Bonner & Associates is an American public affairs firm formed in 1984.

History
Bonner & Associates was founded in Washington, D.C. in 1984 by Jack Bonner as a public affairs firm. Bonner was previously the Director for Community Relations for the City of Tucson, Arizona and also served as a top aid for US Senator, John Heinz (PA).  Bonner & Associates was one of the early public affairs companies involved in many large scale grass-roots campaigns for a wide range of clients at the local, state and federal levels of government. The company has been listed as the “pioneer of grassroots efforts” by The Wall Street Journal and The New York Times and has also been featured on C-SPAN explaining their approach to grassroots lobbying. They have worked with Fortune 500 corporations, associations and non-profits to educate and mobilize third party constituent advocates to help their clients win legislative/regulatory fights and promote public education programs.  Bonner & Associates specializes in seizing on unformed public sentiment.

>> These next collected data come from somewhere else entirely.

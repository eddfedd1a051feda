//! Fallback poller
//!
//! Pulls the owner's full job list on a fixed interval while the push
//! channel is unavailable. Each snapshot goes through the store merge rule,
//! and the poller stops itself once no job in a snapshot is still queued or
//! processing.

use std::sync::atomic::{AtomicBool, AtomicU32, AtomicU64, Ordering};
use std::sync::{Arc, Mutex};

use chrono::Utc;
use tokio::task::JoinHandle;
use tokio::time::{self, Duration, Instant, MissedTickBehavior};
use tokio_util::sync::CancellationToken;
use tracing::{debug, info, warn};
use uuid::Uuid;

use crate::error::FetchError;
use crate::repository::JobRepository;
use crate::service::NotificationAggregator;
use crate::store::{JobStore, ReconcileSummary};

/// Outcome of one successful poll
#[derive(Debug, Clone, Copy, PartialEq, Eq)]
pub struct PollReport {
    /// Rows in the snapshot
    pub fetched: usize,
    /// Snapshot rows still queued or processing
    pub active: usize,
    pub summary: ReconcileSummary,
}

struct PollerRun {
    generation: u64,
    cancel: CancellationToken,
    handle: JoinHandle<()>,
}

struct Shared {
    owner_id: Uuid,
    store: Arc<JobStore>,
    repository: Arc<dyn JobRepository>,
    notifications: Arc<NotificationAggregator>,
    interval: Duration,
    failure_threshold: u32,
    failures: AtomicU32,
    generation: AtomicU64,
    run: Mutex<Option<PollerRun>>,
    shutdown: AtomicBool,
}

/// Interval poller that backs up the push channel
pub struct FallbackPoller {
    shared: Arc<Shared>,
}

impl FallbackPoller {
    pub fn new(
        store: Arc<JobStore>,
        repository: Arc<dyn JobRepository>,
        notifications: Arc<NotificationAggregator>,
        interval: Duration,
        failure_threshold: u32,
    ) -> Self {
        Self {
            shared: Arc::new(Shared {
                owner_id: store.owner_id(),
                store,
                repository,
                notifications,
                interval,
                failure_threshold,
                failures: AtomicU32::new(0),
                generation: AtomicU64::new(0),
                run: Mutex::new(None),
                shutdown: AtomicBool::new(false),
            }),
        }
    }

    /// Starts polling with an immediate first poll; no-op if already running
    pub fn activate(&self) {
        self.start(Duration::ZERO);
    }

    /// Starts polling with the first poll one interval from now
    ///
    /// Used right after a fresh initial load, which already covered "now".
    pub fn activate_deferred(&self) {
        self.start(self.shared.interval);
    }

    /// Stops the polling loop; an in-flight poll is abandoned
    pub fn deactivate(&self) {
        let run = self.shared.run.lock().unwrap_or_else(|e| e.into_inner()).take();
        if let Some(run) = run {
            info!("Stopping fallback poller");
            run.cancel.cancel();
        }
    }

    /// Stops polling for good and waits for the loop to exit
    ///
    /// Later calls to `activate` are ignored.
    pub async fn shutdown(&self) {
        self.shared.shutdown.store(true, Ordering::SeqCst);
        let run = self.shared.run.lock().unwrap_or_else(|e| e.into_inner()).take();
        if let Some(run) = run {
            run.cancel.cancel();
            if let Err(e) = run.handle.await {
                warn!("Fallback poller task ended abnormally: {}", e);
            }
        }
    }

    pub fn is_active(&self) -> bool {
        self.shared
            .run
            .lock()
            .unwrap_or_else(|e| e.into_inner())
            .as_ref()
            .is_some_and(|run| !run.cancel.is_cancelled() && !run.handle.is_finished())
    }

    /// Fetches and merges one snapshot right now
    ///
    /// Shares the failure streak with the polling loop.
    pub async fn poll_once(&self) -> Result<PollReport, FetchError> {
        self.shared.poll_once().await
    }

    pub fn consecutive_failures(&self) -> u32 {
        self.shared.failures.load(Ordering::SeqCst)
    }

    fn start(&self, first_delay: Duration) {
        if self.shared.shutdown.load(Ordering::SeqCst) {
            debug!("Fallback poller is shut down, ignoring activation");
            return;
        }

        let mut run = self.shared.run.lock().unwrap_or_else(|e| e.into_inner());
        if let Some(current) = run.as_ref() {
            if !current.cancel.is_cancelled() && !current.handle.is_finished() {
                debug!("Fallback poller already active");
                return;
            }
        }

        let generation = self.shared.generation.fetch_add(1, Ordering::SeqCst) + 1;
        let cancel = CancellationToken::new();

        info!(
            "Starting fallback poller (interval: {:?})",
            self.shared.interval
        );

        let handle = tokio::spawn(run_loop(
            self.shared.clone(),
            generation,
            cancel.clone(),
            first_delay,
        ));

        *run = Some(PollerRun {
            generation,
            cancel,
            handle,
        });
    }
}

impl Drop for FallbackPoller {
    fn drop(&mut self) {
        self.shared.shutdown.store(true, Ordering::SeqCst);
        if let Some(run) = self
            .shared
            .run
            .lock()
            .unwrap_or_else(|e| e.into_inner())
            .take()
        {
            run.cancel.cancel();
        }
    }
}

async fn run_loop(
    shared: Arc<Shared>,
    generation: u64,
    cancel: CancellationToken,
    first_delay: Duration,
) {
    let mut ticker = time::interval_at(Instant::now() + first_delay, shared.interval);
    ticker.set_missed_tick_behavior(MissedTickBehavior::Delay);

    loop {
        tokio::select! {
            _ = cancel.cancelled() => break,
            _ = ticker.tick() => {}
        }

        debug!("Polling jobs for owner {}", shared.owner_id);

        let report = tokio::select! {
            _ = cancel.cancelled() => break,
            report = shared.poll_once() => report,
        };

        if let Ok(report) = report {
            if report.active == 0 {
                info!("No active jobs left, fallback poller stopping");
                shared.clear_run(generation);
                break;
            }
        }
    }

    debug!("Fallback poller loop {} exited", generation);
}

impl Shared {
    async fn poll_once(&self) -> Result<PollReport, FetchError> {
        let fetch_started_at = Utc::now();

        let jobs = match self.repository.fetch_jobs(self.owner_id).await {
            Ok(jobs) => jobs,
            Err(e) => {
                let failures = self.failures.fetch_add(1, Ordering::SeqCst) + 1;
                warn!("Failed to fetch jobs ({} consecutive): {}", failures, e);
                if failures == self.failure_threshold {
                    self.notifications.fetch_failed(failures, e.to_string());
                }
                return Err(FetchError(e));
            }
        };

        let previous_failures = self.failures.swap(0, Ordering::SeqCst);
        if previous_failures > 0 {
            info!("Job fetch recovered after {} failure(s)", previous_failures);
        }

        let fetched = jobs.len();
        let active = jobs
            .iter()
            .filter(|job| !job.is_cleared && job.is_active())
            .count();

        if self.shutdown.load(Ordering::SeqCst) {
            debug!("Discarding snapshot fetched during shutdown");
            return Ok(PollReport {
                fetched,
                active,
                summary: ReconcileSummary::default(),
            });
        }

        let summary = self.store.reconcile_snapshot(jobs, fetch_started_at);
        debug!(
            "Merged snapshot of {} job(s): {} applied, {} stale, {} removed",
            fetched, summary.applied, summary.stale, summary.removed
        );

        Ok(PollReport {
            fetched,
            active,
            summary,
        })
    }

    fn clear_run(&self, generation: u64) {
        let mut run = self.run.lock().unwrap_or_else(|e| e.into_inner());
        if run.as_ref().is_some_and(|run| run.generation == generation) {
            *run = None;
        }
    }
}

The firm’s  on important legislative issues has been  in published books on issues include taxation, healthcare, transportation and international trade.

Advocacy efforts
 On December 3, 1990, Fortune Magazine reported on how Bonner put together a major campaign for the auto industry. Bonner & Associates conducted more than half of their business outside of Washington D.C at the state and local levels of government.
 On September 27, 1999, PR Week quoted leaders of the 3 million member Veterans of Foreign Wars (VFW) on why they hired Bonner & Associates to help them become a more potent political force.
 On January 1, 2012 The Officer Magazine, published by the Reserve Officers Association (ROA) describes Bonner & Associates the process for assembling a successful and effective grassroots campaign for an organization.

Criticism
 On December 18, 1986, The New York Times reported that the company was hired to run a toll free line for people to request “What Works: Schools Without Drugs,” a free book on drug abuse. The program received several large requests for the book. After an internal investigation the management at Bonner & Associates found several employees in direct violation of the policy of the firm and the contract by adding names and addresses compiled from sources other than the toll free number assigned for that purpose. The firm fired the employees and immediately reported their actions to the government.
 On December 3, 1994, National Journal reported that Bonner & Associates was hired by Philip Morris to oppose nonsmoking laws in several states.
 On March 9, 2002, the Baltimore Sun reported that Bonner & Associates was hired by PhRMA to oppose subsidized prescription drug programs for seniors.
 On August 1, 2009, The Washington Post reported that a temporary staffer contrary to firm policies was discovered by Bonner & Associates to have sent forged letters to the Hill.
 In 2009, Bonner & Associates found that a company employee was violating their company policy and was forging anti-climate bill letters to Rep. Tom Perriello (Dem-VA). The letters were supposedly from local minority groups, like the Charlottesville NAACP or Creciendo Juntos—complete with their stationery—and urged him to oppose the ACES climate change bill. The company immediately fired the employee they said was responsible and apologized.